Home Population Uttar Pradesh population problem: myth and reality

Uttar Pradesh population problem: myth and reality


The population of India in general and Uttar Pradesh in particular has been increasing for years. But awareness about it seems to have arisen quite suddenly in the state government led by saffron-clad Yogi Adityanath only in July 2021.

In the final round of his five-year term, Adityanath sought to draft a new population policy, seeking to limit family size in Uttar Pradesh to two children. In his attempt to justify the need for population growth control, Adityanath said, “Population growth is the root of the major problems, including inequalities, that prevail in society. The control of the population is the main condition for the establishment of an advanced society.

Indeed, the new law proposed to restrict the population just seven months before the next State Assembly elections in February-March 2022 will not fail to arouse the suspicion that the idea behind it was nothing. other than the ruling party’s proven formula for religious polarization. .

After all, it cannot be denied that the entire right, led by the RSS and its offshoots, has systematically tried to create a perception that only Muslims are responsible for bringing the Indian population to unmanageable levels. For his part, the Chief Minister has repeatedly stressed that the policy does not intend to discriminate against anyone on the basis of religion.

Read also | Does India Need Population Control? The UP policy project asks the question

“We don’t want to get the message across to UP that we are against any particular religion or anyone’s human rights. We just want to make sure that government resources and facilities are available to those who help and contribute to the control of the population “, underlined the president of the Commission of the Law of the UP, the judge AN Mittal. A retired High Court judge, Mittal was responsible for enacting laws such as the “jihad of love” and some recent laws in the name of protecting cows. Needless to say, how these laws were used systematically by Adityanath to advance his obvious agenda of religious polarization.

Besides RSS leaders, Union Minister Giriraj Singh has repeatedly blamed Muslims for India’s population explosion. Therefore, it may not be unfounded to assume that the new population policy, seen as a precursor to the proposed population control law, has a broader political purpose.
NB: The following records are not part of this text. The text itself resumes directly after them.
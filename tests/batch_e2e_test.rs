//! End-to-end batch runs against a file-backed store

use anyhow::Result;
use async_trait::async_trait;
use mlbatch_config::{MlbatchConfig, StoreConfig};
use mlbatch_core::{BatchOptions, Job, JobResult, JobSpec, JobStatus};
use mlbatch_execution::{BatchOrchestrator, ExecutionError, JobHandler};
use mlbatch_storage::{open_store, KvStore, StatusResultStore};
use pretty_assertions::assert_eq;
use std::sync::atomic::{AtomicUsize, Ordering};
use std::sync::Arc;
use tempfile::TempDir;

/// Counts invocations and echoes the job label
#[derive(Default)]
struct CountingHandler {
    calls: AtomicUsize,
}

impl CountingHandler {
    fn calls(&self) -> usize {
        self.calls.load(Ordering::SeqCst)
    }
}

#[async_trait]
impl JobHandler for CountingHandler {
    async fn execute_job(&self, job: &Job) -> Result<Option<JobResult>, ExecutionError> {
        self.calls.fetch_add(1, Ordering::SeqCst);
        Ok(Some(JobResult::with_retcode(0).with_console_out(job.label())))
    }

    fn name(&self) -> &'static str {
        "counting"
    }
}

struct Fixture {
    dir: TempDir,
    config: MlbatchConfig,
}

impl Fixture {
    fn new() -> Self {
        let dir = TempDir::new().unwrap();
        let mut config = MlbatchConfig::default();
        config.store = StoreConfig::file(dir.path().join("db"));
        Self { dir, config }
    }

    fn store(&self) -> StatusResultStore {
        let kv = open_store(&self.config.store).unwrap();
        StatusResultStore::new(kv, &self.config.store)
    }

    fn orchestrator(&self) -> BatchOrchestrator {
        BatchOrchestrator::new(self.store(), self.config.clone())
    }
}

fn shell_jobs(count: usize) -> Vec<Job> {
    (0..count)
        .map(|i| {
            Job::new(
                JobSpec::new(format!("echo job-{}; exit {}", i, i % 2)).with_label(format!("job-{}", i)),
            )
        })
        .collect()
}

fn labelled_jobs(count: usize) -> Vec<Job> {
    (0..count)
        .map(|i| Job::new(JobSpec::new(format!("run {}", i)).with_label(format!("job-{}", i))))
        .collect()
}

#[tokio::test]
async fn test_shell_batch_on_local_pool() -> Result<()> {
    let fixture = Fixture::new();
    let options = BatchOptions::new("pool")
        .with_num_workers(2)
        .with_status_key("pool-status")
        .with_result_key("pool-results");

    let results = fixture.orchestrator().run(shell_jobs(5), &options).await?;

    assert_eq!(results.len(), 5);
    for (i, result) in results.iter().enumerate() {
        assert_eq!(result.retcode, Some((i % 2) as i32));
        assert_eq!(
            result.console_out.as_deref().map(str::trim),
            Some(format!("job-{}", i).as_str())
        );
    }

    // A second process sees the same statuses and results through the store
    let store = fixture.store();
    let statuses = store.statuses("pool-status").await?;
    assert_eq!(statuses.len(), 5);
    assert_eq!(statuses[&0], JobStatus::Finished);
    assert_eq!(statuses[&1], JobStatus::Error);

    let stored = store.get_result("pool-results", 4, false).await?;
    assert_eq!(stored.and_then(|r| r.retcode), Some(0));
    Ok(())
}

#[tokio::test]
async fn test_sequential_batch_preserves_order() -> Result<()> {
    let fixture = Fixture::new();
    let results = fixture
        .orchestrator()
        .run(shell_jobs(4), &BatchOptions::new("sequential"))
        .await?;

    let outputs: Vec<String> = results
        .iter()
        .map(|r| r.console_out.clone().unwrap_or_default().trim().to_string())
        .collect();
    assert_eq!(outputs, vec!["job-0", "job-1", "job-2", "job-3"]);
    Ok(())
}

#[tokio::test]
async fn test_rerun_is_served_from_job_cache() -> Result<()> {
    let fixture = Fixture::new();
    let handler = Arc::new(CountingHandler::default());
    let options = BatchOptions::new("cached").with_num_workers(3);

    let first = fixture
        .orchestrator()
        .with_handler(handler.clone())
        .run(labelled_jobs(5), &options)
        .await?;
    assert_eq!(handler.calls(), 5);

    // Fresh job objects with identical specifications
    let second = fixture
        .orchestrator()
        .with_handler(handler.clone())
        .run(labelled_jobs(5), &options)
        .await?;
    assert_eq!(handler.calls(), 5);

    let labels = |results: &[JobResult]| -> Vec<Option<String>> {
        results.iter().map(|r| r.console_out.clone()).collect()
    };
    assert_eq!(labels(&first), labels(&second));
    Ok(())
}

#[tokio::test]
async fn test_edited_input_is_recomputed() -> Result<()> {
    let fixture = Fixture::new();
    let input = fixture.dir.path().join("data.txt");
    let jobs = || {
        vec![Job::new(
            JobSpec::new("cat \"$MLBATCH_INPUT_DATA\"")
                .with_input("data", input.to_string_lossy()),
        )]
    };

    std::fs::write(&input, "first")?;
    let results = fixture
        .orchestrator()
        .run(jobs(), &BatchOptions::new("edit"))
        .await?;
    assert_eq!(results[0].console_out.as_deref(), Some("first"));

    std::fs::write(&input, "second")?;
    let results = fixture
        .orchestrator()
        .run(jobs(), &BatchOptions::new("edit"))
        .await?;
    assert_eq!(results[0].console_out.as_deref(), Some("second"));
    Ok(())
}

#[tokio::test]
async fn test_store_url_input_is_realized_for_shell_job() -> Result<()> {
    let fixture = Fixture::new();
    let raw = fixture.dir.path().join("raw.txt");
    std::fs::write(&raw, "stored content")?;
    let url = fixture.store().kv().save_file(&raw).await?;
    std::fs::remove_file(&raw)?;

    let jobs = vec![Job::new(
        JobSpec::new("cat \"$MLBATCH_INPUT_RAW\"").with_input("raw", url.clone()),
    )];
    let options = BatchOptions::new("realize").with_prefetch_inputs(true);
    let results = fixture.orchestrator().run(jobs, &options).await?;

    assert_eq!(results[0].retcode, Some(0));
    assert_eq!(results[0].console_out.as_deref(), Some("stored content"));
    Ok(())
}

#[tokio::test]
async fn test_force_run_bypasses_job_cache() -> Result<()> {
    let fixture = Fixture::new();
    let handler = Arc::new(CountingHandler::default());
    let jobs = || vec![Job::new(JobSpec::new("run").with_force_run(true))];

    for _ in 0..2 {
        fixture
            .orchestrator()
            .with_handler(handler.clone())
            .run(jobs(), &BatchOptions::new("forced"))
            .await?;
    }
    assert_eq!(handler.calls(), 2);
    Ok(())
}

#[tokio::test]
async fn test_halt_signal_stops_batch() -> Result<()> {
    let fixture = Fixture::new();
    let handler = Arc::new(CountingHandler::default());
    fixture.store().set_halt("stop").await?;

    let options = BatchOptions::new("halted")
        .with_num_workers(2)
        .with_halt_key("stop");
    let err = fixture
        .orchestrator()
        .with_handler(handler.clone())
        .run(labelled_jobs(4), &options)
        .await
        .unwrap_err();

    assert!(err.is_halted(), "unexpected error: {}", err);
    assert_eq!(handler.calls(), 0);

    fixture.store().clear_halt("stop").await?;
    let results = fixture
        .orchestrator()
        .with_handler(handler.clone())
        .run(labelled_jobs(4), &options)
        .await?;
    assert_eq!(results.len(), 4);
    Ok(())
}

#[tokio::test]
async fn test_cache_only_batch_never_executes() -> Result<()> {
    let fixture = Fixture::new();
    let handler = Arc::new(CountingHandler::default());

    fixture
        .orchestrator()
        .with_handler(handler.clone())
        .run(labelled_jobs(2), &BatchOptions::new("warm"))
        .await?;

    let results = fixture
        .orchestrator()
        .with_handler(handler.clone())
        .run(labelled_jobs(3), &BatchOptions::new("lookup").with_cache_only(true))
        .await?;

    assert_eq!(handler.calls(), 2);
    assert!(results[0].is_computed());
    assert!(results[1].is_computed());
    assert!(!results[2].is_computed());
    Ok(())
}

#[tokio::test]
async fn test_conflicting_options_are_rejected() {
    let fixture = Fixture::new();

    let zero_workers = BatchOptions::new("zero").with_num_workers(0);
    let err = fixture
        .orchestrator()
        .run(labelled_jobs(1), &zero_workers)
        .await
        .unwrap_err();
    assert!(matches!(err, ExecutionError::Configuration(_)));

    let index_and_pool = BatchOptions::new("conflict")
        .with_num_workers(2)
        .with_index_file(fixture.dir.path().join("index.txt"))
        .with_result_key("r");
    let err = fixture
        .orchestrator()
        .run(labelled_jobs(1), &index_and_pool)
        .await
        .unwrap_err();
    assert!(matches!(err, ExecutionError::Configuration(_)));
}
The bill came close on the heels of the state law commission’s recommendation for a new law to restrict population growth. Under the new policy, couples who have no more than two children will benefit from various government plans. The project suggested several disincentives for those who do not comply with the new population policy. Anyone with more than two children after the law came into force would be excluded from benefits such as government-funded social assistance schemes, and ration card units would be limited to four. A person with more than two children would be barred from standing for election to local authority or any member of local self-government, the project says.

Those who break the law would also become ineligible to apply for jobs in the state government and be denied promotions in government departments. They will not receive any grants either. These provisions would enter into force one year after the date of publication of the new law in the Official Journal.

But the question is, are Muslims really responsible for India’s population explosion? According to data from the Union government, Muslims contributed 14.6% during the period 1901-2011, 16.1% (1951-2011) and 16.7% (1971-2011) to India’s population growth. The contribution of Hindus in the corresponding periods was 79.4 percent, 78 percent and 77.4 percent. The remainder comprised 6 percent, 5.9 percent and 5.9 percent. In 1901, Hindus outnumber Muslims in India by 164 million, 268 million in 1951, 392 million in 1971 and 794 million in 2011. Thus, despite a lower growth rate but a much higher population, the Hindus’ numerical advantage has increased in the last hundred years.

At the same time, the growth rate of the Muslim population has been declining since 1971, from 30.9% in 1961-1971 to 24.6% in 2001-11, according to the National Family Health Survey (NFHS).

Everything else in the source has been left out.